### WORK TO COMPLETE
The answer must be a single number: how many lines below contain "circles".

### MATERIAL PROVIDED
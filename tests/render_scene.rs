use std::collections::HashSet;

use depscope::model::{DependencyGraph, GraphEdge, GraphNode, NodeKind};
use depscope::render::{ENLARGED_NODE_RADIUS, NODE_RADIUS, Palette, build_scene};
use depscope::view_state::ViewState;
use eframe::egui::{Color32, Pos2, Shape, pos2};

fn sample() -> (DependencyGraph, Vec<Pos2>) {
    let nodes = vec![
        GraphNode::new("src/a.ts", "a.ts", NodeKind::File),
        GraphNode::new("src/b.ts", "b.ts", NodeKind::File),
        GraphNode::new("src/b.ts::useThing", "useThing", NodeKind::Function),
        GraphNode::new("weird", "weird", NodeKind::Unknown),
    ];
    let edges = vec![
        GraphEdge::new("src/a.ts", "src/b.ts", "imports"),
        GraphEdge::new("src/b.ts", "src/b.ts::useThing", "contains"),
        GraphEdge::new("weird", "src/a.ts", "teleports"),
    ];
    let positions = vec![
        pos2(100.0, 100.0),
        pos2(300.0, 100.0),
        pos2(300.0, 300.0),
        pos2(100.0, 300.0),
    ];
    (DependencyGraph::new(nodes, edges), positions)
}

fn circles(shapes: &[Shape]) -> Vec<(f32, Color32)> {
    shapes
        .iter()
        .filter_map(|shape| match shape {
            Shape::Circle(circle) => Some((circle.radius, circle.fill)),
            _ => None,
        })
        .collect()
}

fn line_alphas(shapes: &[Shape]) -> Vec<u8> {
    shapes
        .iter()
        .filter_map(|shape| match shape {
            Shape::LineSegment { stroke, .. } => Some(stroke.color.a()),
            _ => None,
        })
        .collect()
}

#[test]
fn empty_input_renders_nothing() {
    let scene = build_scene(&DependencyGraph::default(), &[], &ViewState::default(), &Palette::rag());
    assert!(scene.is_empty());
}

#[test]
fn unknown_types_fall_back_to_default_colors() {
    let (graph, positions) = sample();
    let palette = Palette::dependency();
    let scene = build_scene(&graph, &positions, &ViewState::default(), &palette);

    let circles = circles(&scene.nodes);
    assert_eq!(circles.len(), 4);
    assert_eq!(circles[3].1, palette.default_node.fill);
    assert_eq!(circles[0].1, palette.node_colors(NodeKind::File).fill);
}

#[test]
fn hover_enlarges_without_dimming_others() {
    let (graph, positions) = sample();
    let state = ViewState {
        hovered: Some(2),
        ..ViewState::default()
    };
    let scene = build_scene(&graph, &positions, &state, &Palette::dependency());

    let radii = circles(&scene.nodes)
        .into_iter()
        .map(|(radius, _)| radius)
        .collect::<Vec<_>>();
    assert_eq!(radii, vec![NODE_RADIUS, NODE_RADIUS, ENLARGED_NODE_RADIUS, NODE_RADIUS]);

    let alphas = line_alphas(&scene.edges);
    assert_eq!(alphas.len(), 3);
    assert!(alphas.windows(2).all(|pair| pair[0] == pair[1]));
}

#[test]
fn selection_dims_unrelated_edges_but_keeps_them() {
    let (graph, positions) = sample();
    let state = ViewState {
        selected: Some(1),
        highlighted: HashSet::from([1, 2]),
        ..ViewState::default()
    };
    let scene = build_scene(&graph, &positions, &state, &Palette::dependency());

    let alphas = line_alphas(&scene.edges);
    assert_eq!(alphas.len(), 3);
    assert_eq!(alphas[0], 255);
    assert_eq!(alphas[1], 255);
    assert!(alphas[2] < 255);
    assert!(alphas[2] > 0);
}

#[test]
fn labels_are_truncated() {
    let graph = DependencyGraph::new(
        vec![GraphNode::new("x", "averyveryverylongname", NodeKind::Class)],
        Vec::new(),
    );
    let scene = build_scene(&graph, &[pos2(0.0, 0.0)], &ViewState::default(), &Palette::rag());
    assert_eq!(scene.labels[0].text, "averyveryv...");
    assert_eq!(scene.labels[0].position, pos2(0.0, 0.0));
}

### WORKED SOLUTION
6